Fan Sili, Wilson Christopher M, Fridley Brooke L, Li Qian
Graduate Group of Biostatistics, University of California, Davis, CA, USA.
Department of Biostatistics and Bioinformatics, Moffitt Cancer Center, Tampa, FL, USA.
Methods Mol Biol. 2023;2629:247-269. doi: 10.1007/978-1-0716-2986-4_12.

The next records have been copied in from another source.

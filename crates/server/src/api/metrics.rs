use axum::{extract::State, http::StatusCode, response::IntoResponse};
use prometheus::{Encoder, TextEncoder};
use std::sync::Arc;

use crate::state::AppState;

/// Prometheus text exposition of all registered metrics.
pub async fn exposition(State(state): State<Arc<AppState>>) -> impl IntoResponse {
    let encoder = TextEncoder::new();
    let families = state.registry().gather();

    let mut buffer = Vec::new();
    if let Err(e) = encoder.encode(&families, &mut buffer) {
        return (
            StatusCode::INTERNAL_SERVER_ERROR,
            format!("failed to encode metrics: {}", e),
        )
            .into_response();
    }

    (
        StatusCode::OK,
        [("content-type", encoder.format_type().to_string())],
        buffer,
    )
        .into_response()
}
use serde::{Deserialize, Serialize};

/// Events recorded in the run journal.
#[derive(Debug, Clone, Serialize, Deserialize)]
#[serde(tag = "type", rename_all = "snake_case")]
pub enum JournalEvent {
    /// Service process started.
    ServiceStarted { version: String, config_hash: String },
    /// Service process stopped.
    ServiceStopped { reason: String },
    /// A posting pass began.
    RunStarted {
        run_id: String,
        quota: u32,
        dry_run: bool,
    },
    /// A posting pass finished.
    RunCompleted {
        run_id: String,
        posted: u32,
        duration_ms: u64,
    },
    /// A posting pass was rejected because one was already active.
    RunSkipped { reason: String },
    /// A piece of content was published (or would have been, in dry-run).
    ContentPosted {
        file: String,
        kind: String,
        source: String,
    },
    /// An upload failed.
    PostFailed { file: String, reason: String },
    /// One outer fetch attempt finished.
    FetchAttempt {
        attempt: u32,
        max_attempts: u32,
        downloaded: usize,
    },
    /// A media file was downloaded and validated.
    MediaDownloaded {
        media_id: String,
        file: String,
        size_bytes: u64,
        attempts: u32,
    },
    /// A download candidate was abandoned.
    DownloadFailed { media_id: String, reason: String },
    /// A rate-limit cooldown was applied.
    RateLimitBackoff {
        topic: String,
        attempt: u32,
        delay_secs: u64,
    },
    /// A local file could not be removed after posting.
    CleanupFailed { file: String, reason: String },
    /// An age-based sweep of the download directory finished.
    SweepCompleted { removed: usize },
}

impl JournalEvent {
    /// Snake-case discriminant used for filtering and display.
    pub fn event_type(&self) -> &'static str {
        match self {
            JournalEvent::ServiceStarted { .. } => "service_started",
            JournalEvent::ServiceStopped { .. } => "service_stopped",
            JournalEvent::RunStarted { .. } => "run_started",
            JournalEvent::RunCompleted { .. } => "run_completed",
            JournalEvent::RunSkipped { .. } => "run_skipped",
            JournalEvent::ContentPosted { .. } => "content_posted",
            JournalEvent::PostFailed { .. } => "post_failed",
            JournalEvent::FetchAttempt { .. } => "fetch_attempt",
            JournalEvent::MediaDownloaded { .. } => "media_downloaded",
            JournalEvent::DownloadFailed { .. } => "download_failed",
            JournalEvent::RateLimitBackoff { .. } => "rate_limit_backoff",
            JournalEvent::CleanupFailed { .. } => "cleanup_failed",
            JournalEvent::SweepCompleted { .. } => "sweep_completed",
        }
    }
}

#[cfg(test)]
mod tests {
    use super::*;

    #[test]
    fn test_event_type_names() {
        let event = JournalEvent::RunStarted {
            run_id: "r-1".to_string(),
            quota: 2,
            dry_run: true,
        };
        assert_eq!(event.event_type(), "run_started");

        let event = JournalEvent::SweepCompleted { removed: 3 };
        assert_eq!(event.event_type(), "sweep_completed");
    }

    #[test]
    fn test_event_serialization_tagged() {
        let event = JournalEvent::ContentPosted {
            file: "reel_123.mp4".to_string(),
            kind: "videos".to_string(),
            source: "routine".to_string(),
        };

        let json = serde_json::to_string(&event).unwrap();
        assert!(json.contains("\"type\":\"content_posted\""));

        let parsed: JournalEvent = serde_json::from_str(&json).unwrap();
        assert!(matches!(parsed, JournalEvent::ContentPosted { .. }));
    }
}
//! Retry schedules used across the crate.
//!
//! Delay schedules are data rather than inline sleeps: a caller that just
//! failed attempt N looks up the delay for N and decides whether another
//! attempt remains.

use std::time::Duration;

/// A bounded retry schedule with a fixed delay sequence.
#[derive(Debug, Clone, Copy)]
pub struct RetrySchedule {
    /// Total attempts allowed, including the first one.
    pub max_attempts: u32,
    /// Delay in seconds after each failed attempt (1-based index).
    delays_secs: &'static [u64],
}

impl RetrySchedule {
    /// Delay to wait after failed attempt `attempt` (1-based) before the next
    /// one. Attempts beyond the schedule reuse the last delay.
    pub fn delay_for(&self, attempt: u32) -> Duration {
        let idx = (attempt.saturating_sub(1) as usize).min(self.delays_secs.len() - 1);
        Duration::from_secs(self.delays_secs[idx])
    }

    /// Whether another attempt is allowed after `attempt` (1-based) failed.
    pub fn attempts_remain(&self, attempt: u32) -> bool {
        attempt < self.max_attempts
    }
}

/// Media download retries: exponential 5s, 10s, 20s.
pub const DOWNLOAD_RETRY: RetrySchedule = RetrySchedule {
    max_attempts: 3,
    delays_secs: &[5, 10, 20],
};

/// Whole-fetch re-attempts when a pass comes back empty: 60s, 120s, 180s.
pub const FETCH_RETRY: RetrySchedule = RetrySchedule {
    max_attempts: 3,
    delays_secs: &[60, 120, 180],
};

/// Deleting files the upload client may still hold open: 2s, 4s, 6s.
pub const UNLOCK_RETRY: RetrySchedule = RetrySchedule {
    max_attempts: 3,
    delays_secs: &[2, 4, 6],
};
//! Publishing content to the platform and cleaning up afterwards.

mod cleanup;

use std::path::Path;
use std::sync::Arc;

use chrono::Utc;
use tracing::{error, info, warn};

use crate::journal::{JournalEvent, JournalHandle};
use crate::metrics;
use crate::platform::MediaPlatform;
use crate::tracker::{ContentTracker, MediaKind, PostedRecord};

/// Uploads local files and records what was posted.
///
/// In dry-run mode `post` only logs the intent: no network I/O and no
/// tracker mutation, but the success path is otherwise identical to the
/// caller.
pub struct Publisher {
    platform: Arc<dyn MediaPlatform>,
    tracker: Arc<dyn ContentTracker>,
    journal: Option<JournalHandle>,
    dry_run: bool,
}

impl Publisher {
    pub fn new(
        platform: Arc<dyn MediaPlatform>,
        tracker: Arc<dyn ContentTracker>,
        dry_run: bool,
    ) -> Self {
        Self {
            platform,
            tracker,
            journal: None,
            dry_run,
        }
    }

    pub fn with_journal(mut self, journal: JournalHandle) -> Self {
        self.journal = Some(journal);
        self
    }

    pub(crate) fn tracker(&self) -> &dyn ContentTracker {
        self.tracker.as_ref()
    }

    pub(crate) fn journal(&self) -> Option<&JournalHandle> {
        self.journal.as_ref()
    }

    /// Upload a file with its caption. Returns whether the post went out
    /// (dry-run always reports success). Failures are logged, never raised.
    pub async fn post(&self, path: &Path, caption: &str, source: &str) -> bool {
        if self.dry_run {
            info!("[dry-run] Would post: {}", path.display());
            let clean: String = caption
                .chars()
                .filter(|c| c.is_ascii() && !c.is_control())
                .take(100)
                .collect();
            info!("[dry-run] Caption: {}...", clean);
            return true;
        }

        if !self.platform.is_authenticated().await {
            info!("Logging in for posting...");
            if let Err(e) = self.platform.login().await {
                error!("Login failed, cannot post content: {}", e);
                return false;
            }
        }

        let file_name = path
            .file_name()
            .map(|n| n.to_string_lossy().into_owned())
            .unwrap_or_else(|| path.display().to_string());

        let kind = MediaKind::from_path(path);
        let uploaded = match kind {
            MediaKind::Videos => {
                // Short-form clips get better reach; fall back to a plain
                // video upload when the clip endpoint rejects the file.
                info!("Uploading clip: {}", file_name);
                match self.platform.upload_clip(path, caption).await {
                    Ok(()) => {
                        info!("Posted clip: {}", file_name);
                        true
                    }
                    Err(clip_err) => {
                        warn!("Clip upload failed, trying regular video: {}", clip_err);
                        match self.platform.upload_video(path, caption).await {
                            Ok(()) => {
                                info!("Posted video: {}", file_name);
                                true
                            }
                            Err(video_err) => {
                                error!("Both clip and video upload failed: {}", video_err);
                                false
                            }
                        }
                    }
                }
            }
            MediaKind::Images => match self.platform.upload_photo(path, caption).await {
                Ok(()) => {
                    info!("Posted image: {}", file_name);
                    true
                }
                Err(e) => {
                    error!("Photo upload failed: {}", e);
                    false
                }
            },
        };

        if !uploaded {
            metrics::POST_FAILURES_TOTAL.inc();
            if let Some(journal) = &self.journal {
                journal
                    .emit(JournalEvent::PostFailed {
                        file: file_name,
                        reason: "upload rejected".to_string(),
                    })
                    .await;
            }
            return false;
        }

        let record = PostedRecord {
            file: path.display().to_string(),
            caption: caption.to_string(),
            posted_at: Utc::now().to_rfc3339(),
            source: source.to_string(),
        };
        if let Err(e) = self.tracker.record_posted(kind, record) {
            warn!("Posted {} but failed to record it: {}", file_name, e);
        }

        metrics::POSTS_TOTAL
            .with_label_values(&[kind.as_str(), source])
            .inc();
        if let Some(journal) = &self.journal {
            journal
                .emit(JournalEvent::ContentPosted {
                    file: file_name,
                    kind: kind.as_str().to_string(),
                    source: source.to_string(),
                })
                .await;
        }

        true
    }
}

#[cfg(test)]
mod tests {
    use super::*;
    use crate::testing::{MockPlatform, UploadKind};
    use crate::tracker::JsonContentTracker;
    use tempfile::TempDir;

    struct Harness {
        platform: Arc<MockPlatform>,
        tracker: Arc<JsonContentTracker>,
        temp: TempDir,
    }

    fn harness() -> Harness {
        let temp = TempDir::new().unwrap();
        let platform = Arc::new(MockPlatform::new());
        let tracker = Arc::new(JsonContentTracker::new(
            temp.path().join("posted.json"),
            temp.path().join("ledger.json"),
            temp.path().join("downloads"),
        ));
        Harness {
            platform,
            tracker,
            temp,
        }
    }

    fn publisher(h: &Harness, dry_run: bool) -> Publisher {
        Publisher::new(
            Arc::clone(&h.platform) as Arc<dyn MediaPlatform>,
            Arc::clone(&h.tracker) as Arc<dyn ContentTracker>,
            dry_run,
        )
    }

    #[tokio::test]
    async fn test_dry_run_posts_nothing_and_mutates_nothing() {
        let h = harness();
        let publisher = publisher(&h, true);
        let file = h.temp.path().join("clip.mp4");
        std::fs::write(&file, b"data").unwrap();

        assert!(publisher.post(&file, "caption #cat", "fetched").await);

        // No uploads, no login, no posted record
        assert!(h.platform.uploads().await.is_empty());
        assert_eq!(h.platform.login_count(), 0);
        assert_eq!(h.tracker.posted_counts(), (0, 0));
        assert!(!h.temp.path().join("posted.json").exists());
    }

    #[tokio::test]
    async fn test_video_posts_as_clip_and_records() {
        let h = harness();
        let publisher = publisher(&h, false);
        let file = h.temp.path().join("clip.mp4");
        std::fs::write(&file, b"data").unwrap();

        assert!(publisher.post(&file, "caption", "fetched").await);

        let uploads = h.platform.uploads().await;
        assert_eq!(uploads.len(), 1);
        assert_eq!(uploads[0].kind, UploadKind::Clip);
        assert_eq!(h.tracker.posted_counts(), (0, 1));
    }

    #[tokio::test]
    async fn test_clip_failure_falls_back_to_video_upload() {
        let h = harness();
        h.platform.set_fail_clip_uploads(true);
        let publisher = publisher(&h, false);
        let file = h.temp.path().join("clip.mp4");
        std::fs::write(&file, b"data").unwrap();

        assert!(publisher.post(&file, "caption", "fetched").await);

        let uploads = h.platform.uploads().await;
        assert_eq!(uploads.len(), 1);
        assert_eq!(uploads[0].kind, UploadKind::Video);
    }

    #[tokio::test]
    async fn test_image_posts_as_photo() {
        let h = harness();
        let publisher = publisher(&h, false);
        let file = h.temp.path().join("cat.JPG");
        std::fs::write(&file, b"data").unwrap();

        assert!(publisher.post(&file, "caption", "user").await);

        let uploads = h.platform.uploads().await;
        assert_eq!(uploads[0].kind, UploadKind::Photo);
        assert_eq!(h.tracker.posted_counts(), (1, 0));
    }

    #[tokio::test]
    async fn test_upload_failure_returns_false_without_record() {
        let h = harness();
        h.platform.set_fail_all_uploads(true);
        let publisher = publisher(&h, false);
        let file = h.temp.path().join("clip.mp4");
        std::fs::write(&file, b"data").unwrap();

        assert!(!publisher.post(&file, "caption", "fetched").await);
        assert_eq!(h.tracker.posted_counts(), (0, 0));
    }

    #[tokio::test]
    async fn test_login_failure_returns_false() {
        let h = harness();
        h.platform.set_fail_login(true);
        let publisher = publisher(&h, false);
        let file = h.temp.path().join("clip.mp4");
        std::fs::write(&file, b"data").unwrap();

        assert!(!publisher.post(&file, "caption", "fetched").await);
        assert!(h.platform.uploads().await.is_empty());
    }
}
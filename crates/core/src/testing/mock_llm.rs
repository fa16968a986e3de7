//! Mock LLM client for testing.

use std::sync::Mutex;

use async_trait::async_trait;

use crate::caption::{CompletionRequest, CompletionResponse, LlmClient, LlmError};

/// Mock implementation of the LlmClient trait.
///
/// Returns a scripted response or a scripted failure, and records every
/// prompt for assertions.
pub struct MockLlm {
    response: Option<String>,
    prompts: Mutex<Vec<String>>,
}

impl MockLlm {
    /// A mock that answers every completion with `response`.
    pub fn with_response(response: impl Into<String>) -> Self {
        Self {
            response: Some(response.into()),
            prompts: Mutex::new(Vec::new()),
        }
    }

    /// A mock that fails every completion.
    pub fn failing() -> Self {
        Self {
            response: None,
            prompts: Mutex::new(Vec::new()),
        }
    }

    /// All prompts seen so far.
    pub fn prompts(&self) -> Vec<String> {
        self.prompts.lock().unwrap().clone()
    }
}

#[async_trait]
impl LlmClient for MockLlm {
    fn provider(&self) -> &str {
        "mock"
    }

    fn model(&self) -> &str {
        "mock-model"
    }

    async fn complete(&self, request: CompletionRequest) -> Result<CompletionResponse, LlmError> {
        self.prompts.lock().unwrap().push(request.prompt);

        match &self.response {
            Some(text) => Ok(CompletionResponse {
                text: text.clone(),
                model: "mock-model".to_string(),
            }),
            None => Err(LlmError::Api {
                status: 500,
                message: "mock failure".to_string(),
            }),
        }
    }
}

In this chapter, we review the cutting-edge statistical and machine learning methods for missing value imputation, normalization, and downstream analyses in mass spectrometry metabolomics studies, with illustration by example datasets. The missing peak recovery includes simple imputation by zero or limit of detection, regression-based or distribution-based imputation, and prediction by random forest. The batch effect can be removed by data-driven methods, internal standard-based, and quality control sample-based normalization. We also summarize different types of statistical analysis for metabolomics and clinical outcomes, such as inference on metabolic biomarkers, clustering of metabolomic profiles, metabolite module building, and integrative analysis with transcriptome.
在本章中,我们回顾了质谱代谢组学研究中用于缺失值插补、归一化及下游分析的前沿统计和机器学习方法,并通过示例数据集进行说明。缺失峰恢复方法包括以零值或检测限进行简单插补、基于回归或基于分布的插补以及随机森林预测。批次效应可通过数据驱动方法、基于内标的归一化和基于质量控制样本的归一化来消除。我们还总结了代谢组学与临床结果的不同类型统计分析,例如代谢生物标志物推断、代谢组学谱聚类、代谢物模块构建以及与转录组的整合分析。